Alma, a new museum squeezed between Moscow and Beijing

“I’m doing Central Asia,” an American academic in bubble-gum pink Balenciaga intimated during one of the receptions that kicked off Alma, the Almaty Museum of Arts. I was invited to Kazakhstan’s commercial and cultural capital to join the opening programme for the Tselinny Centre of Contemporary Culture, but let me first relate some of my impressions of the new museum, which opened the same week in September after four years of construction, with the collection storage facilities still not quite finished.
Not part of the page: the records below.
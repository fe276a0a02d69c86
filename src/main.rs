//! arch-secure-deploy - Main entry point

use anyhow::{Context, Result};
use std::process::ExitCode;

use arch_secure_deploy::cli::{Cli, Commands};
use arch_secure_deploy::config::DeploymentConfig;
use arch_secure_deploy::context::{DeployContext, DeployOptions};
use arch_secure_deploy::error::DeployError;
use arch_secure_deploy::executor::{DryRunExecutor, Executor, SystemExecutor};
use arch_secure_deploy::logging::{self, LogPaths};
use arch_secure_deploy::phase::Phase;
use arch_secure_deploy::phases::snapshots::prune_snapshots;
use arch_secure_deploy::process_guard::{self, ProcessGuard};
use arch_secure_deploy::prompt::InquirePrompter;
use arch_secure_deploy::state::StateStore;

fn main() -> ExitCode {
    let cli = Cli::parse_args();

    match &cli.command {
        Some(Commands::Validate { file }) => validate(file),
        Some(Commands::Phases) => {
            list_phases();
            ExitCode::SUCCESS
        }
        Some(Commands::PruneSnapshots { dir, keep }) => {
            let paths = match init_logging(&cli) {
                Ok(paths) => paths,
                Err(code) => return code,
            };
            let exec = executor(cli.dry_run);
            match prune_snapshots(exec.as_ref(), dir, *keep) {
                Ok(_) => ExitCode::SUCCESS,
                Err(e) => report_failure(&e, &paths),
            }
        }
        Some(Commands::Deploy) | None => deploy(&cli),
    }
}

fn validate(file: &std::path::Path) -> ExitCode {
    match DeploymentConfig::load_from_file(file) {
        Ok(config) => {
            println!("✓ Configuration file is valid: {}", file.display());
            for line in config.summary_lines() {
                println!("  {}", line);
            }
            ExitCode::SUCCESS
        }
        Err(e) => {
            eprintln!("✗ {:#}", e);
            ExitCode::FAILURE
        }
    }
}

fn list_phases() {
    for phase in Phase::working_phases() {
        let marker = if phase.is_destructive() { " (destructive)" } else { "" };
        println!("{:>2}. {}{}", phase.order(), phase, marker);
    }
}

fn init_logging(cli: &Cli) -> std::result::Result<LogPaths, ExitCode> {
    logging::init(&cli.log_dir, cli.verbose).map_err(|e| {
        eprintln!("Failed to initialize logging: {}", e);
        ExitCode::FAILURE
    })
}

fn executor(dry_run: bool) -> Box<dyn Executor> {
    if dry_run {
        Box::new(DryRunExecutor::new(SystemExecutor::new()))
    } else {
        Box::new(SystemExecutor::new())
    }
}

fn exit_code(code: i32) -> ExitCode {
    ExitCode::from(u8::try_from(code).unwrap_or(1))
}

fn report_failure(error: &DeployError, paths: &LogPaths) -> ExitCode {
    if error.is_cancelled() {
        tracing::warn!("{}", error);
    } else {
        eprintln!("✗ {}", error);
        eprintln!("  Full log:   {}", paths.general.display());
        eprintln!("  Error log:  {}", paths.errors.display());
    }
    exit_code(error.exit_code())
}

fn deploy(cli: &Cli) -> ExitCode {
    let paths = match init_logging(cli) {
        Ok(paths) => paths,
        Err(code) => return code,
    };
    tracing::info!("arch-secure-deploy {} starting", env!("CARGO_PKG_VERSION"));
    tracing::debug!("Logging to {}", paths.general.display());

    if let Err(e) = process_guard::init_signal_handlers() {
        tracing::warn!("Failed to initialize signal handlers: {}", e);
    }
    let _guard = ProcessGuard::new();

    let options = match build_options(cli) {
        Ok(options) => options,
        Err(e) => {
            tracing::error!("{:#}", e);
            eprintln!("✗ {:#}", e);
            return ExitCode::FAILURE;
        }
    };

    let state_path = cli.state_file.clone().unwrap_or_else(StateStore::default_path);
    let state = if cli.dry_run {
        StateStore::open_volatile(&state_path)
    } else {
        StateStore::open(&state_path)
    };
    let state = match state {
        Ok(state) => state,
        Err(e) => return report_failure(&e, &paths),
    };
    tracing::debug!("State file: {}", state.path().display());

    let exec = executor(cli.dry_run);
    let mut prompter = InquirePrompter::new();
    let mut ctx = DeployContext::new(exec.as_ref(), &mut prompter, options, state);

    match arch_secure_deploy::deploy::run(&mut ctx) {
        Ok(()) => ExitCode::SUCCESS,
        Err(e) => report_failure(&e, &paths),
    }
}

fn build_options(cli: &Cli) -> Result<DeployOptions> {
    let preset = cli
        .config
        .as_ref()
        .map(|path| {
            DeploymentConfig::load_from_file(path)
                .with_context(|| format!("Cannot use --config {}", path.display()))
        })
        .transpose()?;

    Ok(DeployOptions {
        dry_run: cli.dry_run,
        target_root: cli.target.clone(),
        overrides: cli.overrides(),
        preset,
        ..DeployOptions::default()
    })
}
//! Logging setup.
//!
//! Three sinks share one line format, `[timestamp] [SEVERITY] message`:
//!
//! - console: INFO (DEBUG with `-v`, `RUST_LOG` overrides), coloured only on
//!   a terminal
//! - general log file: everything from DEBUG up
//! - errors log file: ERROR only
//!
//! SUCCESS is not a tracing level. It is an INFO event on [`SUCCESS_TARGET`],
//! emitted with the [`success!`](crate::success) macro.

use chrono::Local;
use std::fmt;
use std::fs::{self, File, OpenOptions};
use std::io::IsTerminal;
use std::path::{Path, PathBuf};
use std::sync::Mutex;
use strum::{Display, EnumString};
use tracing::{Event, Level, Subscriber};
use tracing_subscriber::filter::LevelFilter;
use tracing_subscriber::fmt::format::Writer;
use tracing_subscriber::fmt::{FmtContext, FormatEvent, FormatFields, MakeWriter};
use tracing_subscriber::prelude::*;
use tracing_subscriber::registry::LookupSpan;
use tracing_subscriber::EnvFilter;

/// Default log directory on the live system.
pub const DEFAULT_LOG_DIR: &str = "/var/log/arch-secure-deploy";

/// Target that marks an INFO event as SUCCESS.
pub const SUCCESS_TARGET: &str = "arch_secure_deploy::success";

/// Log a SUCCESS record.
#[macro_export]
macro_rules! success {
    ($($arg:tt)+) => {
        ::tracing::info!(target: $crate::logging::SUCCESS_TARGET, $($arg)+)
    };
}

/// Severity as printed in log lines.
#[derive(Debug, Clone, Copy, PartialEq, Eq, Display, EnumString)]
#[strum(serialize_all = "UPPERCASE")]
pub enum Severity {
    Info,
    Warn,
    Debug,
    Error,
    Success,
}

impl Severity {
    pub fn of(level: &Level, target: &str) -> Self {
        match *level {
            Level::ERROR => Self::Error,
            Level::WARN => Self::Warn,
            Level::INFO if target == SUCCESS_TARGET => Self::Success,
            Level::INFO => Self::Info,
            _ => Self::Debug,
        }
    }

    fn ansi_color(self) -> &'static str {
        match self {
            Self::Info => "\x1b[34m",
            Self::Warn => "\x1b[33m",
            Self::Debug => "\x1b[36m",
            Self::Error => "\x1b[31m",
            Self::Success => "\x1b[32m",
        }
    }
}

/// Render a record the way every sink prints it.
pub fn format_line(timestamp: &str, severity: Severity, message: &str) -> String {
    format!("[{}] [{}] {}", timestamp, severity, message)
}

/// `[timestamp] [SEVERITY] message` event formatter.
#[derive(Debug, Clone, Copy)]
pub struct DeployFormatter {
    ansi: bool,
}

impl DeployFormatter {
    pub fn new(ansi: bool) -> Self {
        Self { ansi }
    }
}

impl<S, N> FormatEvent<S, N> for DeployFormatter
where
    S: Subscriber + for<'a> LookupSpan<'a>,
    N: for<'a> FormatFields<'a> + 'static,
{
    fn format_event(
        &self,
        ctx: &FmtContext<'_, S, N>,
        mut writer: Writer<'_>,
        event: &Event<'_>,
    ) -> fmt::Result {
        let meta = event.metadata();
        let severity = Severity::of(meta.level(), meta.target());
        let timestamp = Local::now().format("%Y-%m-%d %H:%M:%S").to_string();
        let mut message = String::new();
        ctx.field_format()
            .format_fields(Writer::new(&mut message), event)?;
        if self.ansi {
            writeln!(
                writer,
                "[{}] {}[{}]\x1b[0m {}",
                timestamp,
                severity.ansi_color(),
                severity,
                message
            )
        } else {
            writeln!(writer, "{}", format_line(&timestamp, severity, &message))
        }
    }
}

/// Where this run's log files live.
#[derive(Debug, Clone, PartialEq, Eq)]
pub struct LogPaths {
    pub general: PathBuf,
    pub errors: PathBuf,
}

impl LogPaths {
    /// `deploy-<stamp>.log` and `deploy-<stamp>-errors.log` under `dir`.
    pub fn for_stamp(dir: &Path, stamp: &str) -> Self {
        Self {
            general: dir.join(format!("deploy-{}.log", stamp)),
            errors: dir.join(format!("deploy-{}-errors.log", stamp)),
        }
    }
}

fn open_append(path: &Path) -> std::io::Result<File> {
    OpenOptions::new().create(true).append(true).open(path)
}

/// Create the log directory (falling back to the temp directory) and open
/// both log files for appending.
///
/// Returns the paths, the two files, and the fallback reason if the
/// requested directory could not be used.
pub fn open_log_files(
    dir: &Path,
    stamp: &str,
) -> std::io::Result<(LogPaths, File, File, Option<String>)> {
    let attempt = |dir: &Path| -> std::io::Result<(LogPaths, File, File)> {
        fs::create_dir_all(dir)?;
        let paths = LogPaths::for_stamp(dir, stamp);
        let general = open_append(&paths.general)?;
        let errors = open_append(&paths.errors)?;
        Ok((paths, general, errors))
    };

    match attempt(dir) {
        Ok((paths, general, errors)) => Ok((paths, general, errors, None)),
        Err(e) => {
            let fallback = std::env::temp_dir().join("arch-secure-deploy");
            let (paths, general, errors) = attempt(&fallback)?;
            let reason = format!(
                "Cannot write logs to {} ({}), using {}",
                dir.display(),
                e,
                fallback.display()
            );
            Ok((paths, general, errors, Some(reason)))
        }
    }
}

/// Console, general-log and errors-log layers on one registry.
///
/// The general log takes DEBUG and up, the errors log ERROR only.
pub fn subscriber<W>(
    console: W,
    console_filter: EnvFilter,
    ansi: bool,
    general: File,
    errors: File,
) -> impl Subscriber + Send + Sync + 'static
where
    W: for<'w> MakeWriter<'w> + Send + Sync + 'static,
{
    let console = tracing_subscriber::fmt::layer()
        .with_ansi(ansi)
        .event_format(DeployFormatter::new(ansi))
        .with_writer(console)
        .with_filter(console_filter);
    let general_file = tracing_subscriber::fmt::layer()
        .with_ansi(false)
        .event_format(DeployFormatter::new(false))
        .with_writer(Mutex::new(general))
        .with_filter(LevelFilter::DEBUG);
    let errors_file = tracing_subscriber::fmt::layer()
        .with_ansi(false)
        .event_format(DeployFormatter::new(false))
        .with_writer(Mutex::new(errors))
        .with_filter(LevelFilter::ERROR);

    tracing_subscriber::registry()
        .with(console)
        .with(general_file)
        .with(errors_file)
}

/// Install the global subscriber. Call once, before anything logs.
pub fn init(dir: &Path, verbose: bool) -> std::io::Result<LogPaths> {
    let stamp = Local::now().format("%Y%m%d-%H%M%S").to_string();
    let (paths, general, errors, fallback) = open_log_files(dir, &stamp)?;

    let ansi = std::io::stdout().is_terminal();
    let console_filter = EnvFilter::try_from_default_env()
        .or_else(|_| EnvFilter::try_new(if verbose { "debug" } else { "info" }))
        .unwrap_or_else(|_| EnvFilter::new("info"));

    tracing::subscriber::set_global_default(subscriber(
        std::io::stdout,
        console_filter,
        ansi,
        general,
        errors,
    ))
    .map_err(|e| std::io::Error::other(e.to_string()))?;

    if let Some(reason) = fallback {
        tracing::warn!("{}", reason);
    }
    tracing::debug!("Logging to {}", paths.general.display());
    Ok(paths)
}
Commissioned by the art collector Nurlan Smagulov, who has made his fortune by assembling and selling cars (destined for the Kazakhstani and Russian markets) and on building and running large shopping malls, the building was designed by Chris Lanksbury of the British architecture firm Chapman Taylor, known for its shopping malls all over the world – from Almaty (three of them, all owned by Mr. Smagulov), Baku, and Charleroi to Urumqi, Warsaw, and Wuppertal.

Almagul Menlibayeva, Bodyguards of Yassawi II, 2010. Menlibayeva headlines Alma’s inaugural retrospective.
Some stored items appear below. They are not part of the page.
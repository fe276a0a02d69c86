//! Persistent deployment state.
//!
//! A small JSON document written next to the run so that configuration
//! gathered interactively survives a restart. Single writer, no locking:
//! the last write wins. Secrets are never stored here.

use serde::{Deserialize, Serialize};
use std::collections::BTreeMap;
use std::fs::{self, OpenOptions};
use std::io::Write;
use std::os::unix::fs::OpenOptionsExt;
use std::path::{Path, PathBuf};

use crate::config::DeploymentConfig;
use crate::error::{DeployError, Result};
use crate::phase::Phase;

const STATE_VERSION: u32 = 1;

/// On-disk shape of the state file.
#[derive(Debug, Clone, Default, PartialEq, Serialize, Deserialize)]
pub struct StateFile {
    pub version: u32,
    pub config: Option<DeploymentConfig>,
    pub entries: BTreeMap<String, String>,
    pub completed_phases: Vec<Phase>,
}

/// Key/value and configuration persistence for a run.
#[derive(Debug)]
pub struct StateStore {
    path: PathBuf,
    state: StateFile,
    persist: bool,
}

impl StateStore {
    /// Default location: `$TMPDIR/arch-secure-deploy-<pid>.json`.
    pub fn default_path() -> PathBuf {
        std::env::temp_dir().join(format!("arch-secure-deploy-{}.json", std::process::id()))
    }

    /// Open the store at `path`, loading and validating it if it exists.
    pub fn open(path: impl Into<PathBuf>) -> Result<Self> {
        let path = path.into();
        let state = if path.exists() {
            Self::load_state_file(&path)?
        } else {
            StateFile {
                version: STATE_VERSION,
                ..StateFile::default()
            }
        };
        Ok(Self {
            path,
            state,
            persist: true,
        })
    }

    /// Like [`open`](Self::open), but never writes or deletes the file
    /// (dry-run).
    pub fn open_volatile(path: impl Into<PathBuf>) -> Result<Self> {
        let mut store = Self::open(path)?;
        store.persist = false;
        Ok(store)
    }

    fn load_state_file(path: &Path) -> Result<StateFile> {
        let content = fs::read_to_string(path)?;
        let state: StateFile = serde_json::from_str(&content)?;
        if state.version != STATE_VERSION {
            return Err(DeployError::config(format!(
                "State file {} has version {}, expected {}",
                path.display(),
                state.version,
                STATE_VERSION
            )));
        }
        if let Some(config) = &state.config {
            config.validate()?;
        }
        tracing::debug!("Loaded state from {}", path.display());
        Ok(state)
    }

    pub fn path(&self) -> &Path {
        &self.path
    }

    /// Set `key` to `value` and persist immediately.
    pub fn save_state(&mut self, key: &str, value: impl Into<String>) -> Result<()> {
        self.state.entries.insert(key.to_string(), value.into());
        self.flush()
    }

    /// All saved key/value entries.
    pub fn load_state(&self) -> &BTreeMap<String, String> {
        &self.state.entries
    }

    pub fn get(&self, key: &str) -> Option<&str> {
        self.state.entries.get(key).map(String::as_str)
    }

    pub fn save_config(&mut self, config: &DeploymentConfig) -> Result<()> {
        self.state.config = Some(config.clone());
        self.flush()
    }

    pub fn config(&self) -> Option<&DeploymentConfig> {
        self.state.config.as_ref()
    }

    pub fn record_phase(&mut self, phase: Phase) -> Result<()> {
        if !self.state.completed_phases.contains(&phase) {
            self.state.completed_phases.push(phase);
        }
        self.flush()
    }

    pub fn completed_phases(&self) -> &[Phase] {
        &self.state.completed_phases
    }

    /// Delete the state file (after a successful run).
    pub fn remove(&self) -> Result<()> {
        if self.persist && self.path.exists() {
            fs::remove_file(&self.path)?;
        }
        Ok(())
    }

    /// Write to a sibling temp file with mode 0600, then rename over the target.
    fn flush(&self) -> Result<()> {
        if !self.persist {
            return Ok(());
        }
        let json = serde_json::to_string_pretty(&self.state)?;
        let tmp = self.path.with_extension("json.tmp");
        {
            let mut file = OpenOptions::new()
                .write(true)
                .create(true)
                .truncate(true)
                .mode(0o600)
                .open(&tmp)?;
            file.write_all(json.as_bytes())?;
            file.sync_all()?;
        }
        fs::rename(&tmp, &self.path)?;
        Ok(())
    }
}

#[cfg(test)]
mod tests {
    use super::*;
    use std::os::unix::fs::PermissionsExt;
    use tempfile::TempDir;

    #[test]
    fn test_save_and_reload_entries() {
        let dir = TempDir::new().unwrap();
        let path = dir.path().join("state.json");

        let mut store = StateStore::open(&path).unwrap();
        store.save_state("TARGET_DEVICE", "/dev/sda").unwrap();
        store.save_state("TARGET_DEVICE", "/dev/nvme0n1").unwrap();
        store.save_state("ROOT_SIZE_GB", "60").unwrap();

        let reopened = StateStore::open(&path).unwrap();
        assert_eq!(reopened.get("TARGET_DEVICE"), Some("/dev/nvme0n1"));
        assert_eq!(reopened.load_state().len(), 2);
    }

    #[test]
    fn test_state_file_is_private() {
        let dir = TempDir::new().unwrap();
        let path = dir.path().join("state.json");
        let mut store = StateStore::open(&path).unwrap();
        store.save_state("k", "v").unwrap();
        let mode = fs::metadata(&path).unwrap().permissions().mode() & 0o777;
        assert_eq!(mode, 0o600);
    }

    #[test]
    fn test_config_and_phases_persist() {
        let dir = TempDir::new().unwrap();
        let path = dir.path().join("state.json");
        let mut config = DeploymentConfig::default();
        config.hostname = "vault".to_string();

        let mut store = StateStore::open(&path).unwrap();
        store.save_config(&config).unwrap();
        store.record_phase(Phase::Preflight).unwrap();
        store.record_phase(Phase::Configuration).unwrap();
        store.record_phase(Phase::Configuration).unwrap();

        let reopened = StateStore::open(&path).unwrap();
        assert_eq!(reopened.config(), Some(&config));
        assert_eq!(
            reopened.completed_phases(),
            &[Phase::Preflight, Phase::Configuration]
        );

        reopened.remove().unwrap();
        assert!(!path.exists());
    }

    #[test]
    fn test_invalid_stored_config_is_rejected() {
        let dir = TempDir::new().unwrap();
        let path = dir.path().join("state.json");
        fs::write(
            &path,
            r#"{"version":1,"config":{"hostname":"bad host"},"entries":{},"completed_phases":[]}"#,
        )
        .unwrap();
        assert!(matches!(
            StateStore::open(&path),
            Err(DeployError::Validation(_))
        ));
    }

    #[test]
    fn test_unknown_version_is_rejected() {
        let dir = TempDir::new().unwrap();
        let path = dir.path().join("state.json");
        fs::write(&path, r#"{"version":9,"config":null,"entries":{},"completed_phases":[]}"#)
            .unwrap();
        assert!(matches!(StateStore::open(&path), Err(DeployError::Config(_))));
    }

    #[test]
    fn test_volatile_store_never_writes() {
        let dir = TempDir::new().unwrap();
        let path = dir.path().join("state.json");
        let mut store = StateStore::open_volatile(&path).unwrap();
        store.save_state("k", "v").unwrap();
        assert_eq!(store.get("k"), Some("v"));
        assert!(!path.exists());
    }

    #[test]
    fn test_volatile_store_reads_existing_file() {
        let dir = TempDir::new().unwrap();
        let path = dir.path().join("state.json");
        StateStore::open(&path).unwrap().save_state("k", "v").unwrap();

        let mut store = StateStore::open_volatile(&path).unwrap();
        assert_eq!(store.get("k"), Some("v"));
        store.save_state("k", "changed").unwrap();
        store.remove().unwrap();
        assert!(path.exists());
        assert_eq!(StateStore::open(&path).unwrap().get("k"), Some("v"));
    }
}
Before entering the museum, visitors can admire samples of quintessential middlebrow plop art by Alicja Kwade, Jaume Plensa, and Yinka Shonibare. Inside the main nave, they will be struck by the different claddings signalling the different durations of temporary exhibitions (brushed aluminium to the left) and the permanent “artist rooms” with works by Richard Serra, Anselm Kiefer, Bill Viola, and Yayoi Kusama, and the semi-permanent display of the founder’s Central Asian collection (polished limestone to the right). Both these materials, which also appear on the outdoor façades, are offset with generous detailing in rusty steel.

The press group that I belonged to was met in this lobby by Mr. Smagulov and the museum’s artistic director Meruyert Kalieva, who is also the owner and director of Aspan Gallery in Almaty. I also got a chance to talk to the museum’s Latvian chief curator Inga Lāce, responsible for the collection hang, as well as with Almagul Menlibaeva, the Berlin- and Almaty-based Kazakh artist featured in the museum’s inaugural retrospective solo exhibition I Understand Everything, and with the exhibition’s Bangkok-based curator Gridthiya Gaweewong.
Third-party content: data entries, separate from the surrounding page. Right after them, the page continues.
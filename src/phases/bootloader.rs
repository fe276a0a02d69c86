//! GRUB installation and the encrypted-root kernel command line.
//!
//! `etc/default/grub` is edited in place with [`set_grub_var`]; the hardening
//! phase reuses the same helpers to extend `GRUB_CMDLINE_LINUX`.

use crate::command::CommandSpec;
use crate::context::DeployContext;
use crate::error::{DeployError, Result};
use crate::executor::{execute, Criticality};
use crate::layout::Subvolume;
use crate::phase::Phase;
use crate::success;

pub const GRUB_DEFAULTS: &str = "etc/default/grub";

/// Read `KEY` from a shell-style config, unquoting the value.
pub fn grub_var(conf: &str, key: &str) -> Option<String> {
    let prefix = format!("{}=", key);
    conf.lines()
        .map(str::trim_start)
        .filter(|line| line.starts_with(&prefix))
        .last()
        .map(|line| {
            let value = &line[prefix.len()..];
            value.trim().trim_matches('"').to_string()
        })
}

/// Set `KEY="value"`, replacing every active definition and appending when
/// there is none.
pub fn set_grub_var(conf: &str, key: &str, value: &str) -> String {
    let prefix = format!("{}=", key);
    let assignment = format!("{}\"{}\"", prefix, value);
    let mut replaced = false;

    let mut lines: Vec<String> = Vec::new();
    for line in conf.lines() {
        if line.trim_start().starts_with(&prefix) {
            if !replaced {
                lines.push(assignment.clone());
                replaced = true;
            }
        } else {
            lines.push(line.to_string());
        }
    }
    if !replaced {
        lines.push(assignment);
    }

    let mut out = lines.join("\n");
    out.push('\n');
    out
}

/// Kernel parameters that unlock and mount the encrypted root.
pub fn root_cmdline(luks_uuid: &str, mapper: &str) -> String {
    format!(
        "rd.luks.name={}={} root=/dev/mapper/{} rootflags=subvol={}",
        luks_uuid,
        mapper,
        mapper,
        Subvolume::Root
    )
}

/// `grub-mkconfig -o /boot/grub/grub.cfg` inside the target.
pub fn regenerate_config(ctx: &DeployContext<'_>) -> Result<()> {
    execute(
        ctx.exec,
        &CommandSpec::in_chroot(ctx.target_root(), "grub-mkconfig").args(["-o", "/boot/grub/grub.cfg"]),
        "Generate GRUB configuration",
        Criticality::Critical,
    )?;
    Ok(())
}

fn luks_uuid(ctx: &DeployContext<'_>) -> Result<String> {
    let layout = ctx.layout()?;
    let output = execute(
        ctx.exec,
        &CommandSpec::query("cryptsetup")
            .arg("luksUUID")
            .arg(layout.root_partition.display().to_string()),
        "Read LUKS UUID of the root partition",
        Criticality::Critical,
    )?;
    let uuid = output.stdout_trimmed();
    if !uuid.is_empty() {
        Ok(uuid.to_string())
    } else if ctx.dry_run() {
        Ok("<luks-uuid>".to_string())
    } else {
        Err(DeployError::precondition(
            Phase::Bootloader,
            format!("{} has no LUKS UUID", layout.root_partition.display()),
        ))
    }
}

pub fn run(ctx: &mut DeployContext<'_>) -> Result<()> {
    ctx.require_target_mounted()?;
    let config = ctx.config()?.clone();
    let exec = ctx.exec;

    execute(
        exec,
        &CommandSpec::in_chroot(ctx.target_root(), "grub-install").args([
            "--target=x86_64-efi",
            "--efi-directory=/boot",
            "--bootloader-id=GRUB",
            "--recheck",
        ]),
        "Install GRUB (x86_64-efi)",
        Criticality::Critical,
    )?;

    let uuid = luks_uuid(ctx)?;
    let path = ctx.target(GRUB_DEFAULTS);
    let mut conf = exec.read_file(&path).unwrap_or_default();
    conf = set_grub_var(&conf, "GRUB_CMDLINE_LINUX", &root_cmdline(&uuid, &config.root_mapper));
    conf = set_grub_var(&conf, "GRUB_ENABLE_CRYPTODISK", "y");
    exec.write_file(&path, &conf, None)?;

    regenerate_config(ctx)?;
    success!("GRUB installed; root unlocks via {}", config.root_mapper);
    Ok(())
}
Menlibaeva – whom I know from my work at M HKA in Antwerp, which holds a collection of Central Asian contemporary art – told me that one reason she had asked for a collaboration with Gaweewong was to remind audiences that Kazakhstan belongs to a wider Asian art scene. Her geopolitical argument is less self-evident than it might appear. It is strategically astute and by no means innocent, much like her feminist and ecologically themed video art of recent years. If Kazakhstan is to be seen as Asian, which really means identifying with continent dominated by Beijing, can it still also be counted as post-Soviet, which really means being stuck in an orbit centred on Moscow?

Evgenii Sidorkin, Birth of Batyr (from the series Alpamys-Batyr), 1971–1979. Collection of Almaty Museum of Arts.
Yerbossyn Meldibekov, Monument to an Unknown Hero, 1998. Collection of Almaty Museum.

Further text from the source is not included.